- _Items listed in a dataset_
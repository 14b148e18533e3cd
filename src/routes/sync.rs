use std::sync::Arc;

use axum::{extract::State, Json};

use crate::error::AppResult;
use crate::services::data::DataState;
use crate::AppState;

pub async fn get_state(State(state): State<Arc<AppState>>) -> Json<DataState> {
    Json(state.service.state())
}

/// Re-read every table from the spreadsheet.
pub async fn sync_now(State(state): State<Arc<AppState>>) -> AppResult<Json<DataState>> {
    state.service.sync_all().await?;
    Ok(Json(state.service.state()))
}
//! Translation between positions in a fetched data-row slice and sheet rows.
//!
//! Every table keeps a single header row, data is always read starting at A2,
//! and the API addresses rows two different ways: 1-based in A1 notation and
//! 0-based in grid ranges. All of that arithmetic lives here.

/// Rows above the first data row.
pub const HEADER_ROWS: usize = 1;

/// 1-based row number of the first data row (`A2`).
pub const FIRST_DATA_ROW: usize = HEADER_ROWS + 1;

/// Logical reference to one data row of a table, as seen in the last read.
#[derive(Debug, Clone, Copy, PartialEq, Eq, PartialOrd, Ord, Hash)]
pub struct RowRef {
    data_index: usize,
}

impl RowRef {
    /// Row at position `data_index` of the rows returned for `A2:...`.
    pub fn from_data_index(data_index: usize) -> Self {
        Self { data_index }
    }

    pub fn data_index(&self) -> usize {
        self.data_index
    }

    /// 1-based row number for A1 ranges (`Sheet!A{n}:D{n}`).
    pub fn a1_row(&self) -> usize {
        self.data_index + FIRST_DATA_ROW
    }

    /// Zero-based, half-open `[start, end)` grid span covering this row.
    pub fn grid_span(&self) -> (i64, i64) {
        let start = (self.a1_row() - 1) as i64;
        (start, start + 1)
    }
}

pub struct RowLocator;

impl RowLocator {
    /// First row matching `pred`.
    pub fn find<F>(rows: &[Vec<String>], mut pred: F) -> Option<RowRef>
    where
        F: FnMut(&[String]) -> bool,
    {
        rows.iter()
            .position(|row| pred(row))
            .map(RowRef::from_data_index)
    }

    /// Every row matching `pred`, in sheet order.
    pub fn find_all<F>(rows: &[Vec<String>], mut pred: F) -> Vec<RowRef>
    where
        F: FnMut(&[String]) -> bool,
    {
        rows.iter()
            .enumerate()
            .filter(|(_, row)| pred(row))
            .map(|(i, _)| RowRef::from_data_index(i))
            .collect()
    }

    /// Order rows bottom-up so that deleting one never shifts the ones still pending.
    pub fn deletion_order(mut rows: Vec<RowRef>) -> Vec<RowRef> {
        rows.sort_unstable_by(|a, b| b.cmp(a));
        rows.dedup();
        rows
    }
}
use std::sync::Arc;

use axum::{extract::State, http::StatusCode, response::IntoResponse, Json};
use chrono::{DateTime, Utc};
use serde::Serialize;

use crate::AppState;

#[derive(Serialize)]
pub struct HealthResponse {
    pub status: &'static str,
    pub version: &'static str,
    pub authenticated: bool,
    pub spreadsheet_selected: bool,
    pub last_synced_at: Option<DateTime<Utc>>,
    pub timestamp: String,
}

/// Liveness plus a summary of the session. Never touches the spreadsheet.
pub async fn health_check(State(state): State<Arc<AppState>>) -> impl IntoResponse {
    let data = state.service.state();
    let response = HealthResponse {
        status: "healthy",
        version: env!("CARGO_PKG_VERSION"),
        authenticated: data.is_authenticated,
        spreadsheet_selected: data.spreadsheet_id.is_some(),
        last_synced_at: data.last_synced_at,
        timestamp: Utc::now().to_rfc3339(),
    };

    (StatusCode::OK, Json(response))
}
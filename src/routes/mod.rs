pub mod bookings;
pub mod classes;
pub mod health;
pub mod session;
pub mod students;
pub mod sync;

use std::sync::Arc;

use axum::{
    routing::{get, post},
    Router,
};

use crate::AppState;

/// All HTTP routes, with state applied. Middleware is added by the caller.
pub fn router(state: Arc<AppState>) -> Router {
    Router::new()
        // Health check
        .route("/health", get(health::health_check))
        // State snapshot and manual sync
        .route("/api/state", get(sync::get_state))
        .route("/api/sync", post(sync::sync_now))
        // Sign-in, spreadsheet selection, auto-sync toggle
        .nest("/api/session", session::router())
        .nest("/api/students", students::router())
        .nest("/api/classes", classes::router())
        .nest("/api/bookings", bookings::router())
        .with_state(state)
}
impl DataService {
    pub fn new(store: SheetStore, sessions: Arc<dyn SessionStore>, booking: BookingConfig) -> Self {
        Self {
            store,
            sessions,
            booking,
            state: RwLock::new(DataState::default()),
            listeners: Mutex::new(HashMap::new()),
            next_listener: AtomicU64::new(1),
        }
    }

    // ------------------------------------------------------------------
    // Observable
    // ------------------------------------------------------------------

    pub fn state(&self) -> DataState {
        self.state
            .read()
            .unwrap_or_else(|e| e.into_inner())
            .clone()
    }

    pub fn subscribe<F>(&self, listener: F) -> Subscription
    where
        F: Fn(&DataState) + Send + Sync + 'static,
    {
        let id = self.next_listener.fetch_add(1, Ordering::Relaxed);
        self.listeners
            .lock()
            .unwrap_or_else(|e| e.into_inner())
            .insert(id, Arc::new(listener));
        Subscription(id)
    }

    /// Returns whether the listener was still registered. Safe to call twice.
    pub fn unsubscribe(&self, subscription: &Subscription) -> bool {
        self.listeners
            .lock()
            .unwrap_or_else(|e| e.into_inner())
            .remove(&subscription.0)
            .is_some()
    }

    /// Apply `change` and notify every listener with the new state.
    fn update<F>(&self, change: F)
    where
        F: FnOnce(&mut DataState),
    {
        let snapshot = {
            let mut state = self.state.write().unwrap_or_else(|e| e.into_inner());
            change(&mut state);
            state.clone()
        };

        let listeners: Vec<Listener> = self
            .listeners
            .lock()
            .unwrap_or_else(|e| e.into_inner())
            .values()
            .cloned()
            .collect();
        for listener in listeners {
            listener(&snapshot);
        }
    }

    async fn persist<F>(&self, change: F)
    where
        F: FnOnce(&mut Session),
    {
        let result: AppResult<()> = async {
            let mut session = self.sessions.load().await?;
            change(&mut session);
            self.sessions.save(&session).await
        }
        .await;

        if let Err(e) = result {
            warn!("Failed to persist session: {}", e);
        }
    }

    // ------------------------------------------------------------------
    // Session
    // ------------------------------------------------------------------

    /// Resume a persisted session: re-use the saved token and, when a
    /// spreadsheet is also saved, sync right away.
    pub async fn restore(&self) {
        let session = match self.sessions.load().await {
            Ok(session) => session,
            Err(e) => {
                warn!("Failed to load saved session: {}", e);
                return;
            }
        };

        let Some(token) = session.access_token else {
            debug!("No saved session");
            self.update(|s| {
                s.spreadsheet_id = session.spreadsheet_id.clone();
                s.auto_sync = session.auto_sync;
            });
            return;
        };

        info!("Restoring saved session");
        self.store.set_access_token(Some(token)).await;
        self.update(|s| {
            s.is_authenticated = true;
            s.spreadsheet_id = session.spreadsheet_id.clone();
            s.auto_sync = session.auto_sync;
        });

        if session.spreadsheet_id.is_some() {
            if let Err(e) = self.sync_all().await {
                warn!("Failed to sync data on restore: {}", e);
            }
        }
    }

    pub async fn login(&self, token: &str) -> AppResult<()> {
        let token = token.trim();
        if token.is_empty() {
            return Err(AppError::Unauthorized);
        }

        info!("Signing in");
        self.store.set_access_token(Some(token.to_string())).await;
        self.update(|s| {
            s.is_authenticated = true;
            s.error = None;
        });
        let token = token.to_string();
        self.persist(|session| session.access_token = Some(token)).await;
        Ok(())
    }

    pub async fn logout(&self) {
        info!("Signing out");
        self.store.set_access_token(None).await;
        self.update(|s| {
            s.is_authenticated = false;
            s.spreadsheet_id = None;
        });
        self.persist(|session| {
            session.access_token = None;
            session.spreadsheet_id = None;
        })
        .await;
    }

    /// Select the target spreadsheet. Does not sync.
    pub async fn set_spreadsheet_id(&self, id: &str) -> AppResult<()> {
        let id = id.trim();
        if id.is_empty() {
            return Err(AppError::BadRequest(i18n::t("spreadsheet.not_set")));
        }

        info!("Using spreadsheet {}", id);
        let id = id.to_string();
        self.update(|s| s.spreadsheet_id = Some(id.clone()));
        self.persist(|session| session.spreadsheet_id = Some(id)).await;
        Ok(())
    }

    pub async fn set_auto_sync(&self, enabled: bool) {
        info!("Auto-sync {}", if enabled { "enabled" } else { "disabled" });
        self.update(|s| s.auto_sync = enabled);
        self.persist(|session| session.auto_sync = enabled).await;
    }

    /// Whether the periodic worker should sync right now.
    pub fn auto_sync_active(&self) -> bool {
        let state = self.state.read().unwrap_or_else(|e| e.into_inner());
        state.auto_sync && state.is_authenticated
    }

    // ------------------------------------------------------------------
    // Sync
    // ------------------------------------------------------------------

    /// Re-read all tables and replace students, class days and bookings.
    pub async fn sync_all(&self) -> AppResult<()> {
        let (spreadsheet_id, authenticated) = {
            let state = self.state.read().unwrap_or_else(|e| e.into_inner());
            (state.spreadsheet_id.clone(), state.is_authenticated)
        };
        let Some(spreadsheet_id) = spreadsheet_id.filter(|_| authenticated) else {
            return Err(self
                .fail(AppError::BadRequest(i18n::t("sync.not_configured")))
                .await);
        };

        info!("Syncing spreadsheet {}", spreadsheet_id);
        self.update(|s| {
            s.is_loading = true;
            s.error = None;
        });

        let result: AppResult<_> = async {
            let sheet = self.store.handle(&spreadsheet_id).await?;
            SyncAggregator::sync_all(&sheet).await
        }
        .await;

        match result {
            Ok(snapshot) => {
                let bookings = SyncAggregator::booking_infos(&snapshot);
                self.update(|s| {
                    s.students = snapshot.students;
                    s.class_days = snapshot.class_days;
                    s.bookings = bookings;
                    s.booking_rows = snapshot.bookings;
                    s.error = None;
                    s.is_loading = false;
                    s.last_synced_at = Some(Utc::now());
                });
                info!("Sync finished");
                Ok(())
            }
            Err(e) => Err(self.fail(e).await),
        }
    }

    /// Final sink for every error: record it, stop loading, and drop the
    /// session when the token is no longer accepted.
    async fn fail(&self, e: AppError) -> AppError {
        error!("Data service error: {}", e);
        let message = e.user_message();
        self.update(|s| {
            s.error = Some(message);
            s.is_loading = false;
        });
        if e.is_auth_failure() {
            warn!("Authentication failure; forcing logout");
            self.logout().await;
        }
        e
    }

    /// Common prologue of every mutation: resolve the target sheet and mark loading.
    async fn begin_mutation(&self) -> AppResult<SheetHandle> {
        let spreadsheet_id = self.state().spreadsheet_id;
        let Some(spreadsheet_id) = spreadsheet_id else {
            return Err(self
                .fail(AppError::BadRequest(i18n::t("spreadsheet.not_set")))
                .await);
        };

        self.update(|s| {
            s.is_loading = true;
            s.error = None;
        });

        match self.store.handle(&spreadsheet_id).await {
            Ok(sheet) => Ok(sheet),
            Err(e) => Err(self.fail(e).await),
        }
    }

    /// Common epilogue: refresh after a successful write, or record the failure.
    ///
    /// A refresh failure does not undo the write; it only shows up in the state.
    async fn finish_mutation<T>(&self, result: AppResult<T>) -> AppResult<T> {
        match result {
            Ok(value) => {
                if let Err(e) = self.sync_all().await {
                    warn!("Write succeeded but refresh failed: {}", e);
                }
                Ok(value)
            }
            Err(e) => Err(self.fail(e).await),
        }
    }

    // ------------------------------------------------------------------
    // Students
    // ------------------------------------------------------------------

    pub async fn add_student(&self, new: NewStudent) -> AppResult<Student> {
        let sheet = self.begin_mutation().await?;
        let result = StudentRepository::add(&sheet, new).await;
        self.finish_mutation(result).await
    }

    /// Edit a student known from the last sync. Deactivation is `active: Some(false)`;
    /// students are never removed from the roster.
    pub async fn edit_student(&self, id: &str, update: StudentUpdate) -> AppResult<Student> {
        let current = self.state().students.into_iter().find(|s| s.id == id);
        let Some(current) = current else {
            return Err(self
                .fail(AppError::NotFound(i18n::t_with(
                    "student.not_found",
                    &[("id", id)],
                )))
                .await);
        };

        let updated = update.apply_to(&current);
        if updated.name.is_empty() {
            return Err(self
                .fail(AppError::BadRequest(i18n::t("student.name_required")))
                .await);
        }

        let sheet = self.begin_mutation().await?;
        let result: AppResult<Student> = async {
            StudentRepository::update(&sheet, &updated).await?;
            if updated.name != current.name {
                BookingRepository::rename_student(&sheet, &updated).await?;
            }
            Ok(updated.clone())
        }
        .await;
        self.finish_mutation(result).await
    }

    // ------------------------------------------------------------------
    // Class days
    // ------------------------------------------------------------------

    pub async fn start_class(&self, date: &str) -> AppResult<ClassDay> {
        let sheet = self.begin_mutation().await?;
        let result = ClassDayRepository::add(&sheet, date).await;
        self.finish_mutation(result).await
    }

    /// Close a class day. Existing bookings only block this when
    /// `close_class_requires_empty` is configured.
    pub async fn close_class(&self, date: &str) -> AppResult<()> {
        let date = match normalize_date(date) {
            Ok(date) => date,
            Err(e) => return Err(self.fail(e).await),
        };

        if self.booking.close_class_requires_empty {
            let booked = self.booking_rows_on(&date);
            if booked > 0 {
                let count = booked.to_string();
                return Err(self
                    .fail(AppError::Conflict(i18n::t_with(
                        "class_day.has_bookings",
                        &[("count", count.as_str())],
                    )))
                    .await);
            }
        }

        let sheet = self.begin_mutation().await?;
        let result = ClassDayRepository::delete(&sheet, &date).await;
        self.finish_mutation(result).await
    }

    // ------------------------------------------------------------------
    // Bookings
    // ------------------------------------------------------------------

    /// Distinct student ids booked on `date`, whether or not they are still on the roster.
    fn booked_ids(&self, date: &str) -> Vec<String> {
        let state = self.state.read().unwrap_or_else(|e| e.into_inner());
        let mut ids: Vec<String> = Vec::new();
        for row in state.booking_rows.iter().filter(|b| b.date == date) {
            if !ids.contains(&row.student_id) {
                ids.push(row.student_id.clone());
            }
        }
        ids
    }

    fn booking_rows_on(&self, date: &str) -> usize {
        let state = self.state.read().unwrap_or_else(|e| e.into_inner());
        state.booking_rows.iter().filter(|b| b.date == date).count()
    }

    /// Book students on a date. Students already booked there (per the last
    /// sync) are skipped so the same pair is not written twice.
    pub async fn add_booking(&self, date: &str, student_ids: &[String]) -> AppResult<Vec<Booking>> {
        let date = match normalize_date(date) {
            Ok(date) => date,
            Err(e) => return Err(self.fail(e).await),
        };

        let requested: Vec<String> = student_ids
            .iter()
            .map(|id| id.trim().to_string())
            .filter(|id| !id.is_empty())
            .collect();
        if requested.is_empty() {
            return Err(self
                .fail(AppError::BadRequest(i18n::t("booking.no_students")))
                .await);
        }

        let booked = self.booked_ids(&date);
        let mut to_book: Vec<String> = Vec::with_capacity(requested.len());
        for id in requested {
            if booked.contains(&id) || to_book.contains(&id) {
                continue;
            }
            to_book.push(id);
        }

        if to_book.is_empty() {
            info!("All requested students are already booked on {}", date);
            return Ok(Vec::new());
        }

        if let Some(max) = self.booking.max_students_per_class {
            if booked.len() + to_book.len() > max {
                return Err(self
                    .fail(AppError::Conflict(i18n::t_with(
                        "class_day.full",
                        &[("date", date.as_str())],
                    )))
                    .await);
            }
        }

        let sheet = self.begin_mutation().await?;
        let result = BookingRepository::add(&sheet, &date, &to_book).await;
        self.finish_mutation(result).await
    }

    pub async fn remove_booking(&self, student_id: &str, date: &str) -> AppResult<usize> {
        let sheet = self.begin_mutation().await?;
        let result = BookingRepository::remove(&sheet, student_id, date).await;
        self.finish_mutation(result).await
    }
}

- _TO DO_
Look through the entries above and list every line containing "updated".

- _EXPECTED ANSWER_
        let updated = update.apply_to(&current);
        if updated.name.is_empty() {
            StudentRepository::update(&sheet, &updated).await?;
            if updated.name != current.name {
                BookingRepository::rename_student(&sheet, &updated).await?;
            Ok(updated.clone())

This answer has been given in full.